While the approach we describe has to date replaced a legacy system’s protocol definition and subject enrollment functionality, our institution lacks CRMS-based billing grid creation at the time of this writing. However, through CTMS implementation, JCTO and RAC have created the organizational and technological infrastructure necessary to support research billing compliance, and plan to implement a new process and staffing model for centralized billing grid creation.
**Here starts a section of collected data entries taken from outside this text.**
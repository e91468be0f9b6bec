// Engine: the single owner of all player economy state
//
// Balance, XP/level, unlocked achievements, statistics, the daily claim and
// the sound flag live here. The components (ledger, progression,
// achievements, stats, daily) are `impl Engine` blocks in their own modules.
// State is rehydrated from the store once at construction; each public
// operation writes the keys it touched as one batch when it finishes.

use chrono::{DateTime, Local};
use std::collections::BTreeSet;

use crate::achievements;
use crate::clock::{Clock, SystemClock};
use crate::config::EconomyConfig;
use crate::events::{EconomyEvent, EventBus, EventKind, Subscription};
use crate::progression::LevelTable;
use crate::random::RandomSource;
use crate::stats::Statistics;
use crate::store::{KeyValueStore, ScopedStore, WriteBatch};
use crate::types::Result;
use crate::utils::round2;

/// Persisted records, one store key each
#[derive(Debug, Clone, Copy, PartialEq, Eq, PartialOrd, Ord)]
pub(crate) enum StateKey {
    Balance,
    Xp,
    Level,
    Achievements,
    Stats,
    DailyLast,
    Settings,
}

impl StateKey {
    /// Key under the application namespace
    pub(crate) fn as_str(self) -> &'static str {
        match self {
            StateKey::Balance => "balance",
            StateKey::Xp => "xp",
            StateKey::Level => "level",
            StateKey::Achievements => "achievements",
            StateKey::Stats => "stats",
            StateKey::DailyLast => "daily_last",
            StateKey::Settings => "settings",
        }
    }
}

#[derive(serde::Serialize, serde::Deserialize)]
struct Settings {
    #[serde(default = "sound_default")]
    sound: bool,
}

fn sound_default() -> bool {
    true
}

/// Player economy and progression engine
///
/// Construct one per process and hand `&mut Engine` to every game and UI
/// consumer. All operations are synchronous and run to completion, so each
/// one is atomic with respect to the others.
pub struct Engine {
    pub(crate) config: EconomyConfig,
    pub(crate) levels: LevelTable,
    store: ScopedStore<Box<dyn KeyValueStore>>,
    pub(crate) clock: Box<dyn Clock>,
    pub(crate) random: RandomSource,
    pub(crate) bus: EventBus,

    pub(crate) balance: f64,
    pub(crate) xp: u64,
    pub(crate) level: u32,
    pub(crate) unlocked: Vec<String>,
    pub(crate) stats: Statistics,
    pub(crate) daily_last: Option<DateTime<Local>>,
    pub(crate) sound_enabled: bool,
    pub(crate) last_time_check: Option<DateTime<Local>>,

    dirty: BTreeSet<StateKey>,
}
Future study will evaluate the effect of CRMS billing grid creation and integration with the EHR and PM systems on measures of research billing compliance such as gross collection rates12.

As institutions increasingly adopt commercial EHR systems, they are beholden to vendors for clinical research features. At the time of our CRMS implementation, Epic EHR did not permit us to restrict the ability of principal investigators to enroll subjects into protocols within Epic, which resulted in rogue subject enrollments. Although the subject enrollment process at our institution is centralized, it remains voluntary, and auditing compliance requires record of every subject’s informed consent form. At present we lack a system for electronic consent, and our installation of Epic stores consent forms as scanned documents with limited metadata. We urge industry to address clinical research needs in upcoming EHR releases.

This case report addresses the paucity of literature on CRMS implementation success and failure. Other institutions may find the centralized clinical research management approach described in this report valuable for implementations while researchers may use the illustration of organization, technology, and workflow for CRMS to inform evaluation efforts.